After enthralling us with an image of the deep universe, the James Webb Space Telescope has much more information and images to reveal.

NASA will broadcast live today, starting at 5:30 pm, more information than was captured by the lenses of the most advanced space equipment.

James Webb: NASA will bring new revelations and promises to be surprising

The US Space Agency released this Tuesday (12) new images produced by the James Webb telescope. Second The informationsthe new images will reveal “unprecedented views” rich in detail of the universe.

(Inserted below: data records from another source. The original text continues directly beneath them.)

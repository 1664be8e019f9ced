use crate::error::{ConfigError, Result};
use crate::model::{BackupExecutionLog, ProgressLogEntry};
use chrono::Utc;
use std::collections::HashMap;
use std::io::Write;
use std::path::{Path, PathBuf};
use tokio::sync::Mutex;
use tracing::{debug, warn};
use uuid::Uuid;

/// Hybrid store for per-backup execution logs: active entries live in
/// memory keyed by backup id (or job id until a snapshot materializes) and
/// are appended to a newline-delimited JSON file on persist.
pub struct LogStore {
    path: PathBuf,
    entries: Mutex<HashMap<String, BackupExecutionLog>>,
}

impl LogStore {
    /// Opens the store and loads every previously persisted record.
    pub fn open<P: AsRef<Path>>(path: P) -> Result<Self> {
        let path = path.as_ref().to_path_buf();
        let mut entries = HashMap::new();

        match std::fs::read_to_string(&path) {
            Ok(content) => {
                for line in content.lines() {
                    let line = line.trim();
                    if line.is_empty() {
                        continue;
                    }
                    match serde_json::from_str::<BackupExecutionLog>(line) {
                        // Last record per key wins; re-persists overwrite.
                        Ok(log) => {
                            entries.insert(log.backup_id.clone(), log);
                        }
                        Err(e) => warn!("Skipping malformed backup log record: {}", e),
                    }
                }
            }
            Err(e) if e.kind() == std::io::ErrorKind::NotFound => {}
            Err(e) => {
                return Err(
                    ConfigError::LoadFailed(format!("{}: {}", path.display(), e)).into(),
                )
            }
        }

        debug!(
            path = %path.display(),
            loaded = entries.len(),
            "Loaded persisted backup logs"
        );

        Ok(Self {
            path,
            entries: Mutex::new(entries),
        })
    }

    pub async fn get_or_create(&self, backup_id: &str, job_id: Uuid) -> BackupExecutionLog {
        let mut entries = self.entries.lock().await;
        entries
            .entry(backup_id.to_string())
            .or_insert_with(|| {
                let now = Utc::now();
                BackupExecutionLog {
                    backup_id: backup_id.to_string(),
                    job_id,
                    created_at: now,
                    updated_at: now,
                    warnings: Vec::new(),
                    errors: Vec::new(),
                    progress: Vec::new(),
                }
            })
            .clone()
    }

    pub async fn get(&self, backup_id: &str) -> Option<BackupExecutionLog> {
        self.entries.lock().await.get(backup_id).cloned()
    }

    pub async fn add_warning(&self, backup_id: &str, message: &str) {
        let mut entries = self.entries.lock().await;
        match entries.get_mut(backup_id) {
            Some(log) => {
                log.warnings.push(message.to_string());
                log.updated_at = Utc::now();
            }
            None => warn!(backup_id = backup_id, "Warning for unknown backup log dropped"),
        }
    }

    pub async fn add_error(&self, backup_id: &str, message: &str) {
        let mut entries = self.entries.lock().await;
        match entries.get_mut(backup_id) {
            Some(log) => {
                log.errors.push(message.to_string());
                log.updated_at = Utc::now();
            }
            None => warn!(backup_id = backup_id, "Error for unknown backup log dropped"),
        }
    }

    pub async fn add_progress_entry(&self, backup_id: &str, entry: ProgressLogEntry) {
        let mut entries = self.entries.lock().await;
        match entries.get_mut(backup_id) {
            Some(log) => {
                log.progress.push(entry);
                log.updated_at = Utc::now();
            }
            None => warn!(backup_id = backup_id, "Progress for unknown backup log dropped"),
        }
    }

    /// Re-keys an entry from the job id to the engine-reported snapshot id.
    pub async fn assign_backup_id(&self, old_key: &str, backup_id: &str) {
        let mut entries = self.entries.lock().await;
        if let Some(mut log) = entries.remove(old_key) {
            log.backup_id = backup_id.to_string();
            log.updated_at = Utc::now();
            entries.insert(backup_id.to_string(), log);
        }
    }

    /// Appends the entry as one JSON line. Persistence failures are the
    /// caller's to log; they never change a job's outward status.
    pub async fn persist(&self, backup_id: &str) -> Result<()> {
        let entry = {
            let entries = self.entries.lock().await;
            entries.get(backup_id).cloned()
        };

        let Some(entry) = entry else {
            warn!(backup_id = backup_id, "Nothing to persist for unknown backup log");
            return Ok(());
        };

        let line = serde_json::to_string(&entry)
            .map_err(|e| ConfigError::ParseFailed(e.to_string()))?;

        let mut file = std::fs::OpenOptions::new()
            .create(true)
            .append(true)
            .open(&self.path)
            .map_err(|e| ConfigError::LoadFailed(format!("{}: {}", self.path.display(), e)))?;
        writeln!(file, "{}", line)
            .map_err(|e| ConfigError::LoadFailed(format!("{}: {}", self.path.display(), e)))?;

        debug!(backup_id = backup_id, "Backup log persisted");
        Ok(())
    }

    /// Drops every in-memory entry; test support only.
    pub async fn clear(&self) {
        self.entries.lock().await.clear();
    }
}

#[cfg(test)]
mod tests {
    use super::*;
    use tempfile::TempDir;

    fn progress_entry(percent: f64) -> ProgressLogEntry {
        ProgressLogEntry {
            timestamp: Utc::now(),
            message: format!("{:.0}% done", percent),
            percent_done: percent,
            current_file: None,
            files_done: 10,
            bytes_done: 1024,
        }
    }

    #[tokio::test]
    async fn test_get_or_create_is_idempotent() {
        let dir = TempDir::new().expect("Failed to create temp dir");
        let store = LogStore::open(dir.path().join("logs.ndjson")).expect("Failed to open");

        let job_id = Uuid::new_v4();
        let first = store.get_or_create("key1", job_id).await;
        let second = store.get_or_create("key1", Uuid::new_v4()).await;

        // The second call returns the existing entry, original job id intact.
        assert_eq!(second.job_id, job_id);
        assert_eq!(first.created_at, second.created_at);
    }

    #[tokio::test]
    async fn test_mutations_update_timestamp() {
        let dir = TempDir::new().expect("Failed to create temp dir");
        let store = LogStore::open(dir.path().join("logs.ndjson")).expect("Failed to open");

        let created = store.get_or_create("key1", Uuid::new_v4()).await;
        store.add_warning("key1", "slow share").await;
        store.add_error("key1", "read failed").await;
        store.add_progress_entry("key1", progress_entry(50.0)).await;

        let log = store.get("key1").await.expect("Entry should exist");
        assert_eq!(log.warnings, vec!["slow share".to_string()]);
        assert_eq!(log.errors, vec!["read failed".to_string()]);
        assert_eq!(log.progress.len(), 1);
        assert!(log.updated_at >= created.updated_at);
    }

    #[tokio::test]
    async fn test_assign_backup_id_rekeys() {
        let dir = TempDir::new().expect("Failed to create temp dir");
        let store = LogStore::open(dir.path().join("logs.ndjson")).expect("Failed to open");

        let job_id = Uuid::new_v4();
        store.get_or_create(&job_id.to_string(), job_id).await;
        store.add_warning(&job_id.to_string(), "w1").await;

        store.assign_backup_id(&job_id.to_string(), "snap42").await;

        assert!(store.get(&job_id.to_string()).await.is_none());
        let log = store.get("snap42").await.expect("Rekeyed entry should exist");
        assert_eq!(log.backup_id, "snap42");
        assert_eq!(log.warnings, vec!["w1".to_string()]);
    }

    #[tokio::test]
    async fn test_clear_drops_in_memory_entries() {
        let dir = TempDir::new().expect("Failed to create temp dir");
        let store = LogStore::open(dir.path().join("logs.ndjson")).expect("Failed to open");

        store.get_or_create("key1", Uuid::new_v4()).await;
        store.clear().await;
        assert!(store.get("key1").await.is_none());
    }

    #[tokio::test]
    async fn test_persist_and_reload() {
        let dir = TempDir::new().expect("Failed to create temp dir");
        let path = dir.path().join("logs.ndjson");

        let job_id = Uuid::new_v4();
        {
            let store = LogStore::open(&path).expect("Failed to open");
            store.get_or_create("snap1", job_id).await;
            store.add_progress_entry("snap1", progress_entry(100.0)).await;
            store.persist("snap1").await.expect("Failed to persist");

            store.get_or_create("snap2", Uuid::new_v4()).await;
            store.persist("snap2").await.expect("Failed to persist");
        }

        let reloaded = LogStore::open(&path).expect("Failed to reopen");
        let log = reloaded.get("snap1").await.expect("snap1 should be loaded");
        assert_eq!(log.job_id, job_id);
        assert_eq!(log.progress.len(), 1);
        assert!(reloaded.get("snap2").await.is_some());
    }

    #[tokio::test]
    async fn test_reload_last_record_wins() {
        let dir = TempDir::new().expect("Failed to create temp dir");
        let path = dir.path().join("logs.ndjson");

        {
            let store = LogStore::open(&path).expect("Failed to open");
            store.get_or_create("snap1", Uuid::new_v4()).await;
            store.persist("snap1").await.expect("Failed to persist");
            store.add_warning("snap1", "late warning").await;
            store.persist("snap1").await.expect("Failed to persist");
        }

        let reloaded = LogStore::open(&path).expect("Failed to reopen");
        let log = reloaded.get("snap1").await.expect("snap1 should be loaded");
        assert_eq!(log.warnings, vec!["late warning".to_string()]);
    }
}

Webb sheds light on Galaxy Evolution, black holes

As shown yesterday, US President Joe Biden presented the first of these, the deepest and sharpest infrared record of the distant universe to date.

Equipment that wants to see the beginning of the universe

Located 1.5 million kilometers from Earth, at the so-called Lagrangian point L2, James Webb Space Telescope (JWST) is the result of a partnership between NASA and the European Space Agency (ESA).

This equipment of more than 8.8 billion euros has as main objective the capture of infrared radiation from deep space.

According to NASA, the first group of images, selected by an international committee, covers two nebulae (Carina and the Southern Ring), one planet (Wasp-96 b) and two galaxy clusters (Stephan's Quintet and the Smacs 0723 agglomerates).

Meet the first celestial bodies observed by James Webb, described by NASA itself:

  • Carina nebula: one of the brightest nebulae (clouds of space dust where stars are formed) in the sky. In this nebula are stars several times larger than the Sun;

  • WASP-96B (spectrum): an exoplanet composed of gas and 1,150 light-years from Earth;
  • Southern Ring Nebula: a planetary nebula, a gas cloud nebula, that surrounds a dead star. It is located at a distance of 2000 light years from Earth;
  • Stephan's Fifth: group of five galaxies located in the constellation of Pegasus, about 290 million light-years from Earth;
  • SMACS 0723: A cluster of galaxies that distorts light from objects behind them, allowing for a deep view of extremely distant and faint galaxies.

Dying Star in detail

The expectation is that, in addition to solving mysteries of our solar system, the telescope will look at distant worlds around other stars and investigate mysterious structures and origins of the universe, helping human beings to better understand their own planet as well.